Exercise:
Each line with the word "uploads" must appear in the answer, copied from the records.
╭─ Supplied material
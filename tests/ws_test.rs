//! Integration tests over a real socket: event frames, the HTTP snapshot
//! endpoints and attachment upload/download.

use futures_util::{SinkExt, StreamExt};
use room_chat_server::{
    build_router, router::EventRouter, rooms::RoomStore, state::ChatState, uploads::UploadStore,
};
use serde_json::{Value, json};
use std::net::SocketAddr;
use std::time::Duration;
use tokio::io::{AsyncReadExt, AsyncWriteExt};
use tokio::net::{TcpListener, TcpStream};
use tokio_tungstenite::{MaybeTlsStream, WebSocketStream, tungstenite::Message};

type Socket = WebSocketStream<MaybeTlsStream<TcpStream>>;

/// Helper: start the server on a random port.
async fn start_test_server() -> (SocketAddr, tempfile::TempDir) {
    start_test_server_with_upload_limit(1024 * 1024).await
}

async fn start_test_server_with_upload_limit(max_bytes: usize) -> (SocketAddr, tempfile::TempDir) {
    let tmp_dir = tempfile::tempdir().expect("Failed to create temp dir");
    let uploads = UploadStore::open(tmp_dir.path(), "http://localhost", max_bytes)
        .await
        .expect("Failed to open upload store");
    let state = ChatState::new(EventRouter::new(RoomStore::default()), uploads);

    let app = build_router(state);
    let listener = TcpListener::bind("127.0.0.1:0").await.unwrap();
    let addr = listener.local_addr().unwrap();

    tokio::spawn(async move {
        axum::serve(listener, app).await.unwrap();
    });

    (addr, tmp_dir)
}

async fn connect(addr: SocketAddr) -> Socket {
    let (socket, _) = tokio_tungstenite::connect_async(format!("ws://{addr}/ws"))
        .await
        .expect("Failed to connect");
    socket
}

async fn send(socket: &mut Socket, event: Value) {
    socket.send(Message::Text(event.to_string().into())).await.unwrap();
}

/// Read frames until one with the given `type` arrives.
async fn wait_for(socket: &mut Socket, kind: &str) -> Value {
    loop {
        let frame = tokio::time::timeout(Duration::from_secs(5), socket.next())
            .await
            .unwrap_or_else(|_| panic!("timed out waiting for {kind}"))
            .expect("socket closed")
            .unwrap();
        let Message::Text(text) = frame else {
            continue;
        };
        let event: Value = serde_json::from_str(text.as_str()).unwrap();
        if event["type"] == kind {
            return event;
        }
    }
}

async fn join(socket: &mut Socket, username: &str) -> Value {
    send(socket, json!({ "type": "user_join", "username": username })).await;
    let user = wait_for(socket, "user_authenticated").await;
    wait_for(socket, "room_joined").await;
    user
}

struct HttpResponse {
    status: u16,
    head: String,
    body: Vec<u8>,
}

impl HttpResponse {
    fn text(&self) -> String {
        String::from_utf8_lossy(&self.body).into_owned()
    }

    fn json(&self) -> Value {
        serde_json::from_slice(&self.body).unwrap()
    }

    fn header(&self, name: &str) -> Option<String> {
        self.head.lines().find_map(|line| {
            let (key, value) = line.split_once(':')?;
            key.eq_ignore_ascii_case(name).then(|| value.trim().to_string())
        })
    }
}

/// One HTTP/1.1 exchange on a fresh connection.
async fn http_exchange(addr: SocketAddr, head: String, body: &[u8]) -> HttpResponse {
    let mut stream = TcpStream::connect(addr).await.unwrap();
    stream.write_all(head.as_bytes()).await.unwrap();
    // The server may answer an oversized body before reading all of it.
    let _ = stream.write_all(body).await;

    let mut raw = Vec::new();
    let _ = stream.read_to_end(&mut raw).await;

    let split = raw.windows(4).position(|w| w == b"\r\n\r\n").expect("no response head");
    let head = String::from_utf8(raw[..split].to_vec()).unwrap();
    let status = head.split_whitespace().nth(1).unwrap().parse().unwrap();
    HttpResponse { status, head, body: raw[split + 4..].to_vec() }
}

/// Plain HTTP/1.1 GET, returning status code and body.
async fn http_get(addr: SocketAddr, path: &str) -> (u16, String) {
    let response = http_download(addr, path).await;
    (response.status, response.text())
}

async fn http_download(addr: SocketAddr, path: &str) -> HttpResponse {
    let head = format!("GET {path} HTTP/1.1\r\nHost: {addr}\r\nConnection: close\r\n\r\n");
    http_exchange(addr, head, &[]).await
}

const BOUNDARY: &str = "chat-test-boundary";

/// POST /api/upload with a single multipart part.
async fn http_upload(
    addr: SocketAddr,
    field: &str,
    file_name: &str,
    content_type: &str,
    bytes: &[u8],
) -> HttpResponse {
    let mut body = format!(
        "--{BOUNDARY}\r\nContent-Disposition: form-data; name=\"{field}\"; filename=\"{file_name}\"\r\nContent-Type: {content_type}\r\n\r\n"
    )
    .into_bytes();
    body.extend_from_slice(bytes);
    body.extend_from_slice(format!("\r\n--{BOUNDARY}--\r\n").as_bytes());

    let head = format!(
        "POST /api/upload HTTP/1.1\r\nHost: {addr}\r\nConnection: close\r\nContent-Type: multipart/form-data; boundary={BOUNDARY}\r\nContent-Length: {}\r\n\r\n",
        body.len()
    );
    http_exchange(addr, head, &body).await
}

#[tokio::test]
async fn join_and_broadcast_over_websocket() {
    let (addr, _tmp) = start_test_server().await;
    let mut ada = connect(addr).await;
    let mut bob = connect(addr).await;

    let user = join(&mut ada, "ada").await;
    assert_eq!(user["user"]["username"], "ada");
    assert_eq!(user["user"]["roomId"], "general");
    assert_eq!(user["user"]["status"], "online");

    join(&mut bob, "bob").await;
    let joined = wait_for(&mut ada, "user_joined").await;
    assert_eq!(joined["username"], "bob");

    send(&mut ada, json!({ "type": "send_message", "content": "hello" })).await;
    for socket in [&mut ada, &mut bob] {
        let event = wait_for(socket, "receive_message").await;
        assert_eq!(event["message"]["content"], "hello");
        assert_eq!(event["message"]["roomId"], "general");
        assert_eq!(event["message"]["type"], "text");
    }
}

#[tokio::test]
async fn malformed_frame_gets_error_and_connection_survives() {
    let (addr, _tmp) = start_test_server().await;
    let mut socket = connect(addr).await;

    socket.send(Message::Text("not json".into())).await.unwrap();
    let error = wait_for(&mut socket, "error").await;
    assert_eq!(error["code"], "invalid_event");

    send(&mut socket, json!({ "type": "send_message", "content": "too early" })).await;
    let error = wait_for(&mut socket, "error").await;
    assert_eq!(error["code"], "not_authenticated");

    let user = join(&mut socket, "late").await;
    assert_eq!(user["user"]["username"], "late");
}

#[tokio::test]
async fn closing_socket_notifies_room() {
    let (addr, _tmp) = start_test_server().await;
    let mut ada = connect(addr).await;
    let mut bob = connect(addr).await;
    join(&mut ada, "ada").await;
    join(&mut bob, "bob").await;

    ada.close(None).await.unwrap();

    let left = wait_for(&mut bob, "user_left").await;
    assert_eq!(left["username"], "ada");
    let list = wait_for(&mut bob, "user_list").await;
    assert_eq!(list["users"].as_array().unwrap().len(), 1);
}

#[tokio::test]
async fn snapshot_endpoints() {
    let (addr, _tmp) = start_test_server().await;

    let (status, body) = http_get(addr, "/").await;
    assert_eq!(status, 200);
    assert!(body.contains("running"));

    let (status, body) = http_get(addr, "/api/rooms").await;
    assert_eq!(status, 200);
    let rooms: Value = serde_json::from_str(&body).unwrap();
    assert_eq!(rooms[0]["id"], "general");
    assert_eq!(rooms[1]["id"], "random");

    let (status, _) = http_get(addr, "/api/rooms/attic/messages").await;
    assert_eq!(status, 404);

    let mut ada = connect(addr).await;
    join(&mut ada, "ada").await;
    send(&mut ada, json!({ "type": "send_message", "content": "kept" })).await;
    wait_for(&mut ada, "receive_message").await;

    let (status, body) = http_get(addr, "/api/rooms/general/messages").await;
    assert_eq!(status, 200);
    let messages: Value = serde_json::from_str(&body).unwrap();
    assert_eq!(messages[0]["content"], "kept");

    let (_, body) = http_get(addr, "/api/users").await;
    let users: Value = serde_json::from_str(&body).unwrap();
    assert_eq!(users[0]["username"], "ada");

    let (status, _) = http_get(addr, "/api/download/missing.txt").await;
    assert_eq!(status, 404);
}

#[tokio::test]
async fn upload_then_download_round_trip() {
    let (addr, _tmp) = start_test_server_with_upload_limit(1024).await;

    let response = http_upload(addr, "file", "notes.txt", "text/plain", b"ten bytes!").await;
    assert_eq!(response.status, 200);
    let body = response.json();
    assert_eq!(body["success"], true);
    assert_eq!(body["file"]["originalName"], "notes.txt");
    assert_eq!(body["file"]["size"], 10);
    assert_eq!(body["file"]["mimetype"], "text/plain");

    let stored_name = body["file"]["storedName"].as_str().unwrap().to_string();
    assert_eq!(
        body["file"]["url"],
        format!("http://localhost/api/download/{stored_name}").as_str()
    );

    let download = http_download(addr, &format!("/api/download/{stored_name}")).await;
    assert_eq!(download.status, 200);
    assert_eq!(download.header("content-type").as_deref(), Some("text/plain"));
    assert_eq!(download.body, b"ten bytes!");
}

#[tokio::test]
async fn upload_rejections_report_failure_body() {
    let (addr, _tmp) = start_test_server_with_upload_limit(1024).await;

    let response = http_upload(addr, "file", "evil.bin", "application/x-evil", b"payload").await;
    assert_eq!(response.status, 415);
    assert_eq!(response.json()["success"], false);
    assert!(response.json()["error"].as_str().unwrap().contains("not allowed"));

    // Over the store's ceiling but inside the request body limit.
    let response = http_upload(addr, "file", "big.txt", "text/plain", &vec![b'a'; 2000]).await;
    assert_eq!(response.status, 413);
    assert_eq!(response.json()["success"], false);

    let response = http_upload(addr, "attachment", "notes.txt", "text/plain", b"hello").await;
    assert_eq!(response.status, 400);
    assert_eq!(response.json()["success"], false);
}

#[tokio::test]
async fn upload_over_body_limit_is_too_large() {
    let (addr, _tmp) = start_test_server_with_upload_limit(1024).await;

    let response = http_upload(addr, "file", "huge.txt", "text/plain", &vec![b'a'; 70_000]).await;
    assert_eq!(response.status, 413);
}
╰─
Response for this exercise:
    build_router, router::EventRouter, rooms::RoomStore, state::ChatState, uploads::UploadStore,
    let uploads = UploadStore::open(tmp_dir.path(), "http://localhost", max_bytes)
    let state = ChatState::new(EventRouter::new(RoomStore::default()), uploads);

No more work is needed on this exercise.